#### [ASSIGNED TASK]
Count every line of these entries that holds the word "LinkedList", and reply with the number only.

[Records from a dataset]
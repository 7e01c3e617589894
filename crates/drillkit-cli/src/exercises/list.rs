use std::io::{BufRead, Write};

use anyhow::Result;

use crate::{console::Console, linked_list::LinkedList};

const MENU: &str = "--- Linked List Operations ---\n\
                    1. Insert at head\n\
                    2. Insert at tail\n\
                    3. Insert at index\n\
                    4. Delete at head\n\
                    5. Delete at tail\n\
                    6. Delete at index\n\
                    7. Print list\n\
                    8. Exit";

pub(super) fn run<R: BufRead, W: Write, E: Write>(console: &mut Console<R, W, E>) -> Result<()> {
    let mut list = LinkedList::new();
    writeln!(console.out(), "{MENU}")?;

    loop {
        writeln!(console.out())?;
        let Some(choice) = console.ask_or("Enter your choice", "quit")? else {
            writeln!(console.err(), "Program terminated by user request.")?;
            break;
        };

        match choice {
            1 => {
                let Some(data) = ask_data(console)? else {
                    continue;
                };
                list.push_front(data);
                writeln!(console.out(), "Successfully inserted {data} at head.")?;
            }
            2 => {
                let Some(data) = ask_data(console)? else {
                    continue;
                };
                list.push_back(data);
                writeln!(console.out(), "Successfully inserted {data} at tail.")?;
            }
            3 => {
                let Some(data) = ask_data(console)? else {
                    continue;
                };
                let Some(index) = console.ask_or("Enter index", "cancel")? else {
                    writeln!(console.err(), "Insert operation cancelled by user.")?;
                    continue;
                };
                match usize::try_from(index) {
                    Err(_) => writeln!(console.out(), "Error: Index cannot be negative ({index}).")?,
                    Ok(at) => match list.insert(at, data) {
                        Ok(()) => writeln!(
                            console.out(),
                            "Successfully inserted {data} at index {index}."
                        )?,
                        Err(err) => {
                            log::debug!("insert rejected: {err}");
                            writeln!(
                                console.out(),
                                "Error: Index {index} is out of bounds. \
                                 List has fewer than {index} elements to insert at this position."
                            )?;
                        }
                    },
                }
            }
            4 => match list.pop_front() {
                Some(data) => writeln!(console.out(), "Deleted head node with data: {data}.")?,
                None => writeln!(console.out(), "List is empty. Cannot delete from head.")?,
            },
            5 => match list.pop_back() {
                Some(data) => writeln!(console.out(), "Deleted tail node with data: {data}.")?,
                None => writeln!(console.out(), "List is empty. Cannot delete from tail.")?,
            },
            6 => {
                let Some(index) = console.ask_or("Enter index to delete at", "cancel")? else {
                    writeln!(console.err(), "Delete operation cancelled by user.")?;
                    continue;
                };
                delete_at(console, &mut list, index)?;
            }
            7 => print_list(console, &list)?,
            8 => {
                writeln!(console.out(), "Exiting program.")?;
                break;
            }
            _ => writeln!(
                console.out(),
                "Invalid choice. Please enter a number between 1 and 8."
            )?,
        }
    }

    writeln!(console.out(), "Program terminated.")?;
    Ok(())
}

fn ask_data<R: BufRead, W: Write, E: Write>(console: &mut Console<R, W, E>) -> Result<Option<i32>> {
    let data = console.ask_or("Enter data to insert", "cancel")?;
    if data.is_none() {
        writeln!(console.err(), "Insert operation cancelled by user.")?;
    }
    Ok(data)
}

fn delete_at<R: BufRead, W: Write, E: Write>(
    console: &mut Console<R, W, E>,
    list: &mut LinkedList,
    index: i32,
) -> Result<()> {
    if list.is_empty() {
        writeln!(console.out(), "List is empty. Cannot delete at index {index}.")?;
        return Ok(());
    }
    let Ok(at) = usize::try_from(index) else {
        writeln!(console.out(), "Error: Index cannot be negative ({index}).")?;
        return Ok(());
    };
    match list.remove(at) {
        Ok(data) => writeln!(
            console.out(),
            "Deleted node at index {index} with data: {data}."
        )?,
        Err(_) => writeln!(
            console.out(),
            "Error: Index {index} is out of bounds. No node to delete at this position."
        )?,
    }
    Ok(())
}

fn print_list<R: BufRead, W: Write, E: Write>(
    console: &mut Console<R, W, E>,
    list: &LinkedList,
) -> Result<()> {
    if list.is_empty() {
        writeln!(console.out(), "List is empty.")?;
        return Ok(());
    }
    let out = console.out();
    write!(out, "List:")?;
    for data in list.iter() {
        write!(out, " {data}")?;
    }
    writeln!(out)?;
    Ok(())
}
//! Command-line surface: `drillkit <exercise> [--sentinel q]
//! [--max-line-bytes N] [-v...]`.
use clap::{Arg, ArgAction, ArgMatches, Command, builder::NonEmptyStringValueParser};
use drillkit::InputOptions;
use log::LevelFilter;

use crate::exercises::{DEFAULT_SPARSE_ENTRIES, DEFAULT_STACK_CAPACITY, Exercise};

/// Environment variable read by the logger, e.g. `DRILLKIT_LOG=debug`.
pub const LOG_ENV: &str = "DRILLKIT_LOG";

#[derive(Debug, Clone, PartialEq, Eq)]
pub struct Settings {
    pub exercise: Exercise,
    pub options: InputOptions,
    pub verbosity: u8,
}

impl Settings {
    /// # Panics
    ///
    /// If `matches` did not come from [`command`].
    pub fn from_matches(matches: &ArgMatches) -> Self {
        let mut options = InputOptions::default();
        if let Some(sentinel) = matches.get_one::<String>("sentinel") {
            options.sentinel.clone_from(sentinel);
        }
        options.max_line_bytes = matches.get_one::<usize>("max_line_bytes").copied();

        let exercise = match matches.subcommand() {
            Some(("stack", sub)) => Exercise::Stack {
                capacity: sub
                    .get_one::<usize>("capacity")
                    .copied()
                    .unwrap_or(DEFAULT_STACK_CAPACITY),
            },
            Some(("list", _)) => Exercise::List,
            Some(("collect", _)) => Exercise::Collect,
            Some(("search", _)) => Exercise::Search,
            Some(("mat-add", _)) => Exercise::MatAdd,
            Some(("mat-mult", _)) => Exercise::MatMult,
            Some(("sparse", sub)) => Exercise::Sparse {
                max_entries: sub
                    .get_one::<usize>("max_entries")
                    .copied()
                    .unwrap_or(DEFAULT_SPARSE_ENTRIES),
            },
            _ => unreachable!("subcommand is required by CLI configuration"),
        };

        Self {
            exercise,
            options,
            verbosity: matches.get_count("verbose"),
        }
    }

    /// Default log filter for the chosen verbosity; `DRILLKIT_LOG` overrides it.
    pub fn log_filter(&self) -> LevelFilter {
        match self.verbosity {
            0 => LevelFilter::Error,
            1 => LevelFilter::Info,
            2 => LevelFilter::Debug,
            _ => LevelFilter::Trace,
        }
    }
}

pub fn command() -> Command {
    Command::new("drillkit")
        .version(clap::crate_version!())
        .about("Interactive data-structure drills over a strict integer prompt")
        .subcommand_required(true)
        .arg_required_else_help(true)
        .arg(
            Arg::new("sentinel")
                .long("sentinel")
                .global(true)
                .value_name("WORD")
                .help("Line that stops input (default: q)")
                .value_parser(NonEmptyStringValueParser::new()),
        )
        .arg(
            Arg::new("max_line_bytes")
                .long("max-line-bytes")
                .global(true)
                .value_name("N")
                .help("Refuse input lines longer than N bytes, ending the exercise")
                .value_parser(clap::value_parser!(usize)),
        )
        .arg(
            Arg::new("verbose")
                .short('v')
                .long("verbose")
                .global(true)
                .help("Log more to stderr (-v info, -vv debug, -vvv trace)")
                .action(ArgAction::Count),
        )
        .subcommand(
            Command::new("stack")
                .about("Push, pop and peek on an array-backed stack")
                .arg(
                    Arg::new("capacity")
                        .long("capacity")
                        .value_name("N")
                        .help("Initial stack capacity")
                        .default_value("5")
                        .value_parser(clap::value_parser!(usize)),
                ),
        )
        .subcommand(Command::new("list").about("Insert into and delete from a singly linked list"))
        .subcommand(Command::new("collect").about("Collect integers until stopped, then echo them"))
        .subcommand(Command::new("search").about("Collect integers, then look values up by position"))
        .subcommand(Command::new("mat-add").about("Add two matrices"))
        .subcommand(Command::new("mat-mult").about("Multiply two matrices"))
        .subcommand(
            Command::new("sparse")
                .about("Store a matrix in coordinate-list form")
                .arg(
                    Arg::new("max_entries")
                        .long("max-entries")
                        .value_name("N")
                        .help("Initial capacity of the entry list")
                        .default_value("10")
                        .value_parser(clap::value_parser!(usize)),
                ),
        )
}
use std::io::{BufRead, Write};

use anyhow::{Context, Result};

use crate::{console::Console, stack::Stack};

const MENU: &str = "\nStack Menu:\n1. Push\n2. Pop\n3. Peek\n4. Display\n5. Exit";

pub(super) fn run<R: BufRead, W: Write, E: Write>(
    console: &mut Console<R, W, E>,
    capacity: usize,
) -> Result<()> {
    let mut stack = Stack::with_capacity(capacity).context("failed to create the stack")?;

    writeln!(console.out(), "--- Array-based Stack Operations ---")?;
    writeln!(
        console.out(),
        "Stack created with initial capacity: {}",
        stack.capacity()
    )?;

    loop {
        writeln!(console.out(), "{MENU}")?;
        let Some(choice) = console.ask_or("Enter your choice", "quit")? else {
            writeln!(console.out(), "\nExiting program.")?;
            break;
        };

        match choice {
            1 => {
                let Some(value) = console.ask_or("Enter value to push", "cancel")? else {
                    writeln!(console.err(), "Push operation cancelled. Returning to menu.")?;
                    continue;
                };
                match stack.push(value) {
                    Ok(()) => writeln!(console.out(), "{value} pushed onto the stack.")?,
                    Err(err) => {
                        log::warn!("stack push failed: {err}");
                        writeln!(console.err(), "Error: failed to push {value}: {}", err.error())?;
                    }
                }
            }
            2 => match stack.pop() {
                Some(value) => writeln!(console.out(), "{value} popped from the stack.")?,
                None => writeln!(console.out(), "Stack is empty. Cannot pop.")?,
            },
            3 => match stack.peek() {
                Some(value) => writeln!(console.out(), "Top element: {value}")?,
                None => writeln!(console.out(), "Stack is empty. Cannot peek.")?,
            },
            4 => stack.render(console.out())?,
            5 => {
                writeln!(console.out(), "Exiting program.")?;
                break;
            }
            _ => writeln!(
                console.out(),
                "Invalid choice. Please enter a number between 1 and 5."
            )?,
        }
    }

    writeln!(console.out(), "Program terminated.")?;
    Ok(())
}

#### [TASK ANSWER]
4